Mapping the dynamics of ligand reorganization via 13CH₃ and 13CH₂ relaxation dispersion at natural abundance

摘要

Flexible ligands pose challenges to standard structure-activity studies since they frequently reorganize their conformations upon protein binding and catalysis. Here, we demonstrate the utility of side chain 13C relaxation dispersion measurements to identify and quantify the conformational dynamics that drive this reorganization. The dispersion measurements probe methylene 13CH₂ and methyl 13CH₃ groups; the latter are highly prevalent side chain moieties in known drugs. Combining these side chain studies with existing backbone dispersion studies enables a comprehensive investigation of μs–ms conformational dynamics related to binding and catalysis. We perform these measurements at natural 13C abundance, in congruence with common pharmaceutical research settings.
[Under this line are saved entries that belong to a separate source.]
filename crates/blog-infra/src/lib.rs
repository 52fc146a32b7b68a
//! # Blog Infrastructure
//!
//! Concrete implementations of the ports defined in `blog-core`.
//! A thin SQL store adapter over SeaORM raw statements, table bootstrap,
//! and the post/comment repositories built on top of it.
//!
//! Both SQLite and PostgreSQL URLs are accepted; the backend is picked from
//! the connection URL.

pub mod database;

pub use sea_orm::DbConn;

pub use database::{
    DatabaseConfig, SqlCommentRepository, SqlPostRepository, SqlStore, connect, connect_in_memory,
    ensure_schema,
};
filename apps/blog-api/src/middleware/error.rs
//! Error handling - every failure becomes a `{status_code, message}` body.

use actix_web::{HttpResponse, ResponseError, http::StatusCode};
use blog_core::{DomainError, RepoError};
use blog_shared::ErrorResponse;
use thiserror::Error;

/// Application-level error type, converted to a JSON response at the handler boundary.
#[derive(Debug, Error)]
pub enum AppError {
    /// The request body could not be decoded.
    #[error("{0}")]
    Decode(String),

    /// A required field was missing or blank.
    #[error("{0}")]
    Validation(String),

    #[error("{0}")]
    NotFound(String),

    #[error("{0}")]
    Conflict(String),

    /// Any store-layer failure. Never retried.
    #[error("{0}")]
    Persistence(String),
}

impl AppError {
    /// Prefix a persistence failure with what the handler was doing.
    pub fn context(self, context: &str) -> Self {
        match self {
            AppError::Persistence(msg) => AppError::Persistence(format!("{context}: {msg}")),
            other => other,
        }
    }
}

impl ResponseError for AppError {
    fn status_code(&self) -> StatusCode {
        match self {
            AppError::Decode(_) | AppError::Validation(_) => StatusCode::BAD_REQUEST,
            AppError::NotFound(_) => StatusCode::NOT_FOUND,
            AppError::Conflict(_) => StatusCode::CONFLICT,
            AppError::Persistence(_) => StatusCode::INTERNAL_SERVER_ERROR,
        }
    }

    fn error_response(&self) -> HttpResponse {
        let message = self.to_string();
        let error = match self {
            AppError::Decode(_) | AppError::Validation(_) => {
                tracing::warn!("Rejected request: {}", message);
                ErrorResponse::bad_request(message)
            }
            AppError::NotFound(_) => ErrorResponse::not_found(message),
            AppError::Conflict(_) => ErrorResponse::conflict(message),
            AppError::Persistence(_) => {
                tracing::error!("Persistence error: {}", message);
                ErrorResponse::internal_error(message)
            }
        };

        HttpResponse::build(self.status_code()).json(error)
    }
}

impl From<DomainError> for AppError {
    fn from(err: DomainError) -> Self {
        match err {
            DomainError::Validation(msg) => AppError::Validation(msg),
            DomainError::NotFound { .. } => AppError::NotFound(err.to_string()),
            DomainError::AlreadyPublished(_) => AppError::Conflict(err.to_string()),
        }
    }
}

impl From<RepoError> for AppError {
    fn from(err: RepoError) -> Self {
        match err {
            RepoError::NotFound => AppError::NotFound("Resource not found".to_string()),
            // Constraint violations (e.g. an unknown post_id) are not told apart
            // from other store failures.
            other => AppError::Persistence(other.to_string()),
        }
    }
}

/// Result type alias for handlers.
pub type AppResult<T> = Result<T, AppError>;
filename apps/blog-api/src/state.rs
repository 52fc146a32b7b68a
//! Application state - the repositories every handler is given.

use std::sync::Arc;

use blog_core::ports::{CommentRepository, PostRepository};
use blog_infra::{DbConn, SqlCommentRepository, SqlPostRepository};

/// Shared application state.
///
/// Holds no mutable data of its own; everything lives in the store.
#[derive(Clone)]
pub struct AppState {
    pub posts: Arc<dyn PostRepository>,
    pub comments: Arc<dyn CommentRepository>,
}

impl AppState {
    /// Build the repositories over one connection pool.
    pub fn new(db: DbConn) -> Self {
        tracing::info!("Application state initialized");

        Self {
            posts: Arc::new(SqlPostRepository::new(db.clone())),
            comments: Arc::new(SqlCommentRepository::new(db)),
        }
    }

    /// State backed by a fresh in-memory SQLite database.
    #[cfg(test)]
    pub async fn in_memory() -> Self {
        let db = blog_infra::connect_in_memory()
            .await
            .expect("in-memory database");
        Self::new(db)
    }
}
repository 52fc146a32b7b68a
//! # Blog API Server
//!
//! Posts and comments over HTTP, backed by a SQL store.

use actix_web::{App, HttpServer, web};
use anyhow::Context;
use tracing_actix_web::TracingLogger;

mod config;
mod handlers;
mod middleware;
mod state;
mod telemetry;

use config::AppConfig;
use state::AppState;
use telemetry::TelemetryConfig;

#[actix_web::main]
async fn main() -> anyhow::Result<()> {
    // Load .env file if present
    dotenvy::dotenv().ok();

    telemetry::init_telemetry(&TelemetryConfig::from_env());

    let config = AppConfig::from_env();
    tracing::info!(
        "Starting Blog API Server on {}:{}",
        config.host,
        config.port
    );

    let db = blog_infra::connect(&config.database)
        .await
        .context("connecting to database")?;
    blog_infra::ensure_schema(&db)
        .await
        .context("creating tables")?;

    let state = AppState::new(db);

    HttpServer::new(move || {
        App::new()
            .wrap(TracingLogger::default())
            .app_data(web::Data::new(state.clone()))
            .configure(handlers::configure_routes)
    })
    .bind((config.host.as_str(), config.port))?
    .run()
    .await?;

    Ok(())
}
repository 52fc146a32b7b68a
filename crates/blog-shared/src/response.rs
//! Standardized API error body.

use serde::{Deserialize, Serialize};

/// Error body returned for every failed request.
#[derive(Debug, Clone, PartialEq, Eq, Serialize, Deserialize)]
pub struct ErrorResponse {
    /// The HTTP status code, repeated in the body.
    pub status_code: u16,
    /// A human-readable explanation of this occurrence.
    pub message: String,
}

impl ErrorResponse {
    pub fn new(status_code: u16, message: impl Into<String>) -> Self {
        Self {
            status_code,
            message: message.into(),
        }
    }

    pub fn bad_request(message: impl Into<String>) -> Self {
        Self::new(400, message)
    }

    pub fn not_found(message: impl Into<String>) -> Self {
        Self::new(404, message)
    }

    pub fn conflict(message: impl Into<String>) -> Self {
        Self::new(409, message)
    }

    pub fn internal_error(message: impl Into<String>) -> Self {
        Self::new(500, message)
    }
}
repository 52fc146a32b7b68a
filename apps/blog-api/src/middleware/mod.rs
//! Middleware modules.

pub mod error;
//! # Blog Shared
//!
//! Wire types shared between the API server and its clients.

pub mod dto;
pub mod response;

pub use response::ErrorResponse;
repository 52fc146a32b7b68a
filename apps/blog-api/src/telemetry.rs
//! Telemetry initialization - structured logging via tracing.

use tracing_subscriber::{EnvFilter, layer::SubscriberExt, util::SubscriberInitExt};

/// Telemetry configuration.
#[derive(Debug, Clone)]
pub struct TelemetryConfig {
    /// Enable JSON logging (for production).
    pub json_logs: bool,
    /// Service name attached to the startup event.
    pub service_name: String,
}

impl TelemetryConfig {
    /// Load configuration from environment variables.
    pub fn from_env() -> Self {
        Self {
            json_logs: std::env::var("LOG_FORMAT")
                .map(|v| v.eq_ignore_ascii_case("json"))
                .unwrap_or(false),
            service_name: std::env::var("SERVICE_NAME").unwrap_or_else(|_| "blog-api".to_string()),
        }
    }
}

/// Install the global subscriber. `RUST_LOG` overrides the default filter.
pub fn init_telemetry(config: &TelemetryConfig) {
    let env_filter = EnvFilter::try_from_default_env()
        .unwrap_or_else(|_| EnvFilter::new("info,blog_api=debug,blog_infra=debug"));

    let registry = tracing_subscriber::registry().with(env_filter);
    if config.json_logs {
        registry.with(tracing_subscriber::fmt::layer().json()).init();
    } else {
        registry.with(tracing_subscriber::fmt::layer().pretty()).init();
    }

    tracing::info!(
        service = %config.service_name,
        json_logs = config.json_logs,
        "Telemetry initialized"
    );
}
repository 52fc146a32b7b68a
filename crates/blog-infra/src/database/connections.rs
use std::time::Duration;

use sea_orm::{ConnectOptions, ConnectionTrait, Database, DbConn, DbErr};

use super::schema::ensure_schema;

/// Configuration for the blog database.
#[derive(Debug, Clone)]
pub struct DatabaseConfig {
    /// `sqlite://...` or `postgres://...`.
    pub url: String,
    pub max_connections: u32,
    pub min_connections: u32,
}

/// Open a connection pool for `config.url`.
///
/// Foreign keys are enforced on SQLite by the driver's default options.
pub async fn connect(config: &DatabaseConfig) -> Result<DbConn, DbErr> {
    tracing::info!("Initializing database connection...");

    let opts = ConnectOptions::new(&config.url)
        .max_connections(config.max_connections)
        .min_connections(config.min_connections)
        .connect_timeout(Duration::from_secs(10))
        .idle_timeout(Duration::from_secs(300))
        .sqlx_logging(true)
        .to_owned();

    let conn = Database::connect(opts).await?;
    tracing::info!(
        backend = ?conn.get_database_backend(),
        "Database connected (pool: {})",
        config.max_connections
    );

    Ok(conn)
}

/// A private in-memory SQLite database with both tables created.
///
/// The pool is pinned to a single connection, since every SQLite
/// connection to `:memory:` opens its own empty database.
pub async fn connect_in_memory() -> Result<DbConn, DbErr> {
    let opts = ConnectOptions::new("sqlite::memory:")
        .max_connections(1)
        .min_connections(1)
        .sqlx_logging(false)
        .to_owned();

    let conn = Database::connect(opts).await?;
    ensure_schema(&conn).await?;
    Ok(conn)
}
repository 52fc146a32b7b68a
//! Application configuration loaded from environment variables.

use std::env;

use blog_infra::DatabaseConfig;

const DEFAULT_DATABASE_URL: &str = "sqlite://db.sqlite3?mode=rwc";

/// Application configuration.
#[derive(Debug, Clone)]
pub struct AppConfig {
    pub host: String,
    pub port: u16,
    pub database: DatabaseConfig,
}

impl AppConfig {
    /// Load configuration from environment variables.
    pub fn from_env() -> Self {
        let database = DatabaseConfig {
            url: env::var("DATABASE_URL").unwrap_or_else(|_| DEFAULT_DATABASE_URL.to_string()),
            max_connections: parse_var("DB_MAX_CONNECTIONS").unwrap_or(10),
            min_connections: parse_var("DB_MIN_CONNECTIONS").unwrap_or(1),
        };

        Self {
            host: env::var("HOST").unwrap_or_else(|_| "127.0.0.1".to_string()),
            port: parse_var("PORT").unwrap_or(8080),
            database,
        }
    }
}

fn parse_var<T: std::str::FromStr>(key: &str) -> Option<T> {
    env::var(key).ok().and_then(|v| v.parse().ok())
}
We illustrate these methods through a study of the interaction of a phosphopeptide ligand with the peptidyl-prolyl isomerase, Pin1. The results illuminate the side-chain moieties that undergo conformational readjustments upon complex formation. In particular, we find evidence that multiple exchange processes influence the side chain dispersion profiles. Collectively, our studies illustrate how side-chain relaxation dispersion can shed light on ligand conformational transitions required for activity, and thereby suggest strategies for its optimization.